Agentic analytics needs a reference architecture because "connect the model to the warehouse" is not an architecture.

The architecture starts below the agent

Agentic analytics has at least seven layers: open tables, catalogs, governance, lineage, semantic context, query or retrieval APIs, and operational review. The model is important, but it is not the layer that owns data truth.

Open tables give data a portable storage and metadata boundary. Catalogs coordinate table discovery, identity, ownership, and operations. Governance defines policy behavior. Lineage explains where data came from. Context layers package meaning for agents. APIs expose controlled work. Review closes the loop.

Contracts connect the layers

The weak version of this architecture draws boxes and arrows. The useful version defines contracts between layers. Table contracts define schema and snapshots. Catalog contracts define ownership and access. Tool contracts define inputs and outputs. Evaluation contracts define expected answer behavior.

Those contracts should be testable. An agentic analytics stack that cannot test access, freshness, lineage, tool output, and recovery behavior is not ready for production decisions.

Core idea: agentic analytics is governed infrastructure with a model interface, not a model feature with a data connection.

The ODI pattern keeps agents from owning the data layer

Open Data Infrastructure keeps control with data owners while still giving agents useful interfaces. That is the balance. Agents need rich context, but they should not become the only place where policy, semantics, and lineage are understood.

For the supporting pieces, read the ODI reference architecture, MCP and ODI, and tool schemas as data contracts. Agentic analytics is where those patterns become one system.

What breaks first

Agentic analytics usually fails at the boundary between a clever interface and an ungoverned data path.

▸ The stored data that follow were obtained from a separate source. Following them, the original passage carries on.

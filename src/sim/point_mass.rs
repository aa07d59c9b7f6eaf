use nalgebra::Vector3;

use super::integrator::{SecondOrderSolver, StormerExtrapolation};
use crate::coordinates::Coordinates;
use crate::error::{GncError, Result};

// ---------------------------------------------------------------------------
// Integrator state
// ---------------------------------------------------------------------------

/// Epoch and inertial state of the integrated point.
#[derive(Debug, Clone, Copy, PartialEq)]
pub struct IntegratorState {
    pub time: f64,              // s
    pub position: Vector3<f64>, // m, inertial
    pub velocity: Vector3<f64>, // m/s, inertial
}

impl IntegratorState {
    /// Distance from the planet centre, m.
    pub fn radius(&self) -> f64 {
        self.position.norm()
    }

    pub fn speed(&self) -> f64 {
        self.velocity.norm()
    }

    /// Two-body specific mechanical energy, J/kg.
    pub fn specific_energy(&self, mu: f64) -> f64 {
        0.5 * self.velocity.norm_squared() - mu / self.radius()
    }
}

// ---------------------------------------------------------------------------
// Point-mass integrator
// ---------------------------------------------------------------------------

/// Integrates a point in inertial coordinates under the gravity of the
/// coordinate system's planet plus an external acceleration.
///
/// The integrator owns its [`Coordinates`]: every acceleration evaluation
/// overwrites them with the position being evaluated, and after each step
/// they describe the returned state.
#[derive(Debug, Clone)]
pub struct PointMassIntegrator<S: SecondOrderSolver = StormerExtrapolation> {
    coords: Coordinates,
    state: IntegratorState,
    solver: S,
}

impl PointMassIntegrator<StormerExtrapolation> {
    pub fn new(coords: Coordinates, t0: f64, s_i0: Vector3<f64>, v_i0: Vector3<f64>) -> Self {
        Self::with_solver(StormerExtrapolation::default(), coords, t0, s_i0, v_i0)
    }
}

impl<S: SecondOrderSolver> PointMassIntegrator<S> {
    pub fn with_solver(
        solver: S,
        coords: Coordinates,
        t0: f64,
        s_i0: Vector3<f64>,
        v_i0: Vector3<f64>,
    ) -> Self {
        Self {
            coords,
            state: IntegratorState {
                time: t0,
                position: s_i0,
                velocity: v_i0,
            },
            solver,
        }
    }

    /// Advance the state by `dt` seconds.
    ///
    /// `a_g` is an external acceleration in the local geographic frame
    /// (North, East, Down), held constant for the whole step. A `dt` that is
    /// not positive and finite is rejected and the state is left untouched.
    pub fn step(&mut self, dt: f64, a_g: &Vector3<f64>) -> Result<IntegratorState> {
        if !(dt > 0.0 && dt.is_finite()) {
            return Err(GncError::InvalidTimeStep(dt));
        }
        let a_ext = *a_g;
        let coords = &mut self.coords;
        let mut accel = |t: f64, s_i: &Vector3<f64>| {
            let tei = coords.planet().tei(t);
            coords.set_from_earth_fixed(&(tei * s_i), t);
            let tgi = coords.tge() * tei;
            tgi.tr_mul(&(a_ext + coords.gravity_g()))
        };

        let t0 = self.state.time;
        self.solver.advance(
            t0,
            &mut self.state.position,
            &mut self.state.velocity,
            dt,
            &mut accel,
        );
        self.state.time = t0 + dt;
        self.coords.set_from_inertial(&self.state.position, self.state.time);
        Ok(self.state)
    }

    pub fn state(&self) -> IntegratorState {
        self.state
    }

    /// Coordinates of the current state.
    pub fn coordinates(&self) -> &Coordinates {
        &self.coords
    }

    pub fn solver(&self) -> &S {
        &self.solver
    }

    pub fn into_coordinates(self) -> Coordinates {
        self.coords
    }
}

#[cfg(test)]
mod tests {
    use super::*;
    use crate::coordinates::GravityModel;
    use crate::orbital::{Elliptical, OrbitPlane};
    use crate::planet::Planet;
    use approx::{assert_abs_diff_eq, assert_relative_eq};

    fn leo(model: GravityModel) -> (PointMassIntegrator, f64, f64) {
        let planet = Planet::earth();
        let mu = planet.gravitational_parameter();
        let orbit = Elliptical::circular(planet.radius + 500e3).unwrap();
        let plane = OrbitPlane {
            inclination: 0.9,
            ..OrbitPlane::default()
        };
        let (pos, vel) = orbit.state_vector(mu, &plane, 0.0);
        let coords = Coordinates::from_inertial(planet, model, &pos, 0.0);
        (PointMassIntegrator::new(coords, 0.0, pos, vel), mu, orbit.period(mu))
    }

    #[test]
    fn circular_orbit_conserves_energy() {
        let (mut integ, mu, period) = leo(GravityModel::Spherical);
        let e0 = integ.state().specific_energy(mu);
        let r0 = integ.state().radius();
        let dt = 300.0;
        let steps = (period / dt).ceil() as usize;
        for _ in 0..steps {
            integ.step(dt, &Vector3::zeros()).unwrap();
        }
        let s = integ.state();
        assert_relative_eq!(s.specific_energy(mu), e0, max_relative = 1e-6);
        assert_relative_eq!(s.radius(), r0, max_relative = 1e-6);
        assert_abs_diff_eq!(s.time, steps as f64 * dt, epsilon = 1e-9);
    }

    #[test]
    fn coordinates_follow_state() {
        let (mut integ, _, _) = leo(GravityModel::Oblate);
        let s = integ.step(120.0, &Vector3::zeros()).unwrap();
        let planet = *integ.coordinates().planet();
        let expected = Coordinates::from_inertial(planet, GravityModel::Oblate, &s.position, s.time);
        assert_eq!(integ.coordinates(), &expected);
        assert_relative_eq!(integ.coordinates().radius(), s.radius(), max_relative = 1e-12);
    }

    #[test]
    fn thrust_cancelling_gravity_holds_position() {
        let planet = Planet::earth();
        let coords = Coordinates::from_degrees(planet, GravityModel::Spherical, 10.0, 45.0, 1_000.0).unwrap();
        let (s_i0, _) = coords.inertial_position(0.0);
        let hover = -coords.gravity_g();
        let mut integ = PointMassIntegrator::new(coords, 0.0, s_i0, Vector3::zeros());
        for _ in 0..10 {
            integ.step(1.0, &hover).unwrap();
        }
        assert_abs_diff_eq!(integ.state().position, s_i0, epsilon = 1e-6);
        // The planet turned underneath the point.
        assert!(integ.coordinates().longitude() < coords.longitude());
    }

    #[test]
    fn custom_solver_is_used() {
        use crate::sim::integrator::SolverConfig;
        let planet = Planet::earth();
        let coords = Coordinates::from_degrees(planet, GravityModel::Spherical, 0.0, 0.0, 0.0).unwrap();
        let (s_i0, tgi) = coords.inertial_position(0.0);
        let up = tgi.tr_mul(&Vector3::new(0.0, 0.0, -100.0));
        let solver = StormerExtrapolation::new(SolverConfig {
            max_step: 0.5,
            ..SolverConfig::default()
        });
        let mut integ = PointMassIntegrator::with_solver(solver, coords, 0.0, s_i0, up);
        let s = integ.step(2.0, &Vector3::zeros()).unwrap();
        assert_eq!(integ.solver().stats().accepted, 4);
        assert!(integ.coordinates().elevation() > 150.0);
        assert!(s.radius() > planet.radius);
        let back = integ.into_coordinates();
        assert_eq!(back.model(), GravityModel::Spherical);
    }

    #[test]
    fn rejects_non_positive_step() {
        let (mut integ, _, _) = leo(GravityModel::Spherical);
        let before = integ.state();
        let coords = *integ.coordinates();
        for dt in [-10.0, 0.0, f64::NAN, f64::INFINITY] {
            let err = integ.step(dt, &Vector3::zeros()).unwrap_err();
            assert!(matches!(err, GncError::InvalidTimeStep(_)));
        }
        assert_eq!(integ.state(), before);
        assert_eq!(integ.coordinates(), &coords);
        assert_eq!(integ.solver().stats().evaluations, 0);
    }
}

  • The agent can answer questions but cannot cite table snapshots or lineage.
  • Tool schemas validate fields but not policy assumptions.
  • Retrieval context is fresh enough for demos and stale enough for incidents.
  • Operational review sees model traces but not catalog, query, and data product evidence.

Questions to ask during architecture review

Ask which layer owns table truth, which layer owns policy, which layer owns semantic context, which layer exposes tools, and which layer records review evidence. Ask what changes when you swap the model, query engine, catalog, or retrieval index.

A reference architecture is doing its job when a component can change without destroying trust in the data.

Sources to start with

These primary sources anchor the technical claims in this guide.

Agentic analytics works when the agent is powerful and the data layer still owns the truth.